17 Tweets From This Month That Absolutely Obliterated Men

    "If only I could convince myself I deserve as much as men at airports think they deserve."

    1.

    He’s not ignoring you he just recently bought separate shampoo and conditioner and is trying to figure out which one goes in his hair first

    2.

    dudes be in the dm’s like: hey hey hey hey hey hey hey hey hey wow fuck you sIut hey

    3.

    Crazy how dudes can hold back tears for a lifetime but cum in like 30 seconds

    4.

    Do men grab other men's waists when they are trying to get by or...?

    5.

    if only i could convince myself i deserve as much as men at airports think they deserve

    6.

    every day men leave their homes with no bag, no water bottle, no lip balm, no hand sanitizer, no extra layer in case they get cold, just keys and a wallet shoved into their pocket. chaotic and reckless

    7.

    boys: do u like girls with big boob or big butt better the same boys: i wash my face with dish soap

    8.

    girls be like “I’m a sapiosexual” and it’s like ehhhhhhhh I’ve met your boyfriend

    9.

    Guys be 5’6 talking bout “what would you do if I was there rn” idk pet you?

    10.

    “Nashville isn’t ready for the boys” really?? What are you gonna do?
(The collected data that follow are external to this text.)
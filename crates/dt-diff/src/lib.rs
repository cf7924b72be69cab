//! Git status decoration for the doctree file tree.
//!
//! Maps the flat change list reported by the backend onto the hierarchical
//! documentation tree: each changed path gets a display status, and every
//! folder containing a change (at any depth) is flagged.
//!
//! # Key Types
//!
//! - [`StatusMap`] / [`build_status_map`] -- Per-path status with rename expansion
//! - [`ChangedFolderSet`] / [`compute_changed_folders`] -- Upward change propagation
//! - [`TreeStatusResolver`] / [`ResolverConfig`] -- Both steps behind one configured entry point
//! - [`TreeStatus`] / [`NodeDecoration`] -- Resolved output as consumed by a renderer

pub mod changed_folders;
pub mod error;
pub mod input;
pub mod resolver;
pub mod status_map;

pub use changed_folders::{compute_changed_folders, ChangedFolderSet};
pub use error::{DiffError, DiffResult};
pub use input::{parse_changes, parse_local_diff, parse_tree, LocalDiff};
pub use resolver::{NodeDecoration, ResolverConfig, StatusSummary, TreeStatus, TreeStatusResolver};
pub use status_map::{build_status_map, StatusMap};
Get drunk and buy vodka sodas for a bunch of girls who want nothing to do with you and pass out on the floor of the 2 person hotel room you split between 9 guys?? Nashville is ready baby.

    11.

    cultural impact: █    █  █  █  _ Vibrators Men

    12.

    sometimes therapy is helpful, sometimes therapy is a middle aged woman watching a viral tiktok the guy you’re dating made and looking up at you in disbelief saying “this? this is the boy you like?”

    13.

    men love to date powerful women for 3-8 weeks

    14.

    i refuse to ever teach my daughters the archaic concept of “losing one’s virginity” as if some baby-dicked boy who drives a Honda Civic is really taking something special from you lmaaaoo grow up and overthrow the government

    15.

    16.

    no don’t make your tinder age range 18-22 you’re literally 36 years old aha

    17.

    found out my mom drove HERSELF to the hospital when she was going into labor bc she was mad at my dad for not giving her enough attention and wanted to birth me by herself bc “men are incapable”... so yes I am the son of a petty queen and, yes, I will carry on her legacy.